Principle Stresses in Shafts w/ Torque Applied

[lazypast]

imagine a solid metal shaft.


If we apply a torque, there is shear stress in the material. and we get \tau_{xy} from \frac {\tau}{r} = \frac {T}{J}


If we applied direct tension, a tensile force, we get a \sigma_x value from \sigma_x = \frac {F}{A}


If we apply a bending moment, we get a bending stress of value \sigma_B and bending moment, M = \frac {I \sigma_B }{y}


can anyone confirm the fact that only shear (tau) is created by torque, sigma(x) by direct tension and sigma(y) is created by bending moment in every case.


i have a problem which has torque only and shows the principle stresses to be:


\sigma_1 = \frac {\sigma_x + \sigma_y}{2} + \frac {1}{2} \sqrt{ (\sigma_x - \sigma_y)^2 + 4 {\tau_{xy}}^2 }


reduces to this \sigma_1 = \tau_{xy} (and then minus for sigma(2) ) i.e. \sigma_2 = -\tau_{xy}

and when we work out the maximum shear stress from TRESCA, its zero ?

 

[lazypast]

oops, can someone kindly move this to engineering please

 

[Mapes]

can anyone confirm the fact that only shear (tau) is created by torque, sigma(x) by direct tension and sigma(y) is created by bending moment in every case.

I'm not quite sure what you're asking here, but normal stress in one orientation is usually equivalent to shear stress in another orientation.
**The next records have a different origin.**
//! Step reward

use crate::config::RewardShaping;
use crate::data::MarketFeatures;
use crate::env::Action;

/// Shaping contribution of one symbol's bar and action
///
/// Pattern terms apply whatever the action; the VWAP term rewards buying
/// below VWAP and selling above it.
pub fn shaping_term(shaping: &RewardShaping, row: &MarketFeatures, action: Action) -> f64 {
    let mut term = 0.0;
    if row.doji {
        term -= shaping.doji_penalty;
    }
    if row.hammer {
        term += shaping.hammer_bonus;
    }
    if row.engulfing {
        term += shaping.engulfing_bonus;
    }
    match action {
        Action::Buy if row.close < row.vwap => term += shaping.vwap_bonus,
        Action::Sell if row.close > row.vwap => term += shaping.vwap_bonus,
        _ => {}
    }
    term
}

/// Mark-to-market profit since the start of the episode plus shaping
pub fn step_reward(total_value: f64, initial_balance: f64, shaping: f64) -> f64 {
    total_value - initial_balance + shaping
}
The exception is hydrostatic stress (which does not involve shear stress), but that's not one of your examples. You can use Mohr's circle to visualize the transformation.

i have a problem which has torque only and shows the principle stresses to be:

\sigma_1 = \frac {\sigma_x + \sigma_y}{2} + \frac {1}{2} \sqrt{ (\sigma_x - \sigma_y)^2 + 4 {\tau_{xy}}^2 }

reduces to this \sigma_1 = \tau_{xy} (and then minus for sigma(2) ) i.e. \sigma_2 = -\tau_{xy}

You do know that these are normal stresses (all principal stresses are) with the magnitude of the shear stress that was applied in another orientation, right? Does this solve your problem?

 

[lazypast]

yes its a little helpful

my lecturer solved a problem in the class, and this is what i was trying to get at >>

there was a bending moment M, and a torque T. These produce a certain value of sigma(x) and tau(xy). now I am just curious as to why sigma(y) was ignored, or 0, and what sort of force is necessary to make sigma(y) have a value.

 

[Mapes]

Were you dealing with a rod/bar/beam (something long and thin)? The lateral stresses (\sigma_y and \sigma_z when the rod axis is in the x-direction) are relatively low for these geometries and are usually assumed to be zero. The reason is that the lateral length scales are small, so the material can easily contract or expand slightly to relieve any stresses that arise.

If the rod were set on a rigid surface and a distributed load applied on the other side, either \sigma_y or \sigma_z would have a nonnegligible value depending on the coordinate system. Similarly, if you were modeling plate bending, the lateral stresses would be nonnegligible because more than a slight contraction or expansion would be needed to relieve these stresses.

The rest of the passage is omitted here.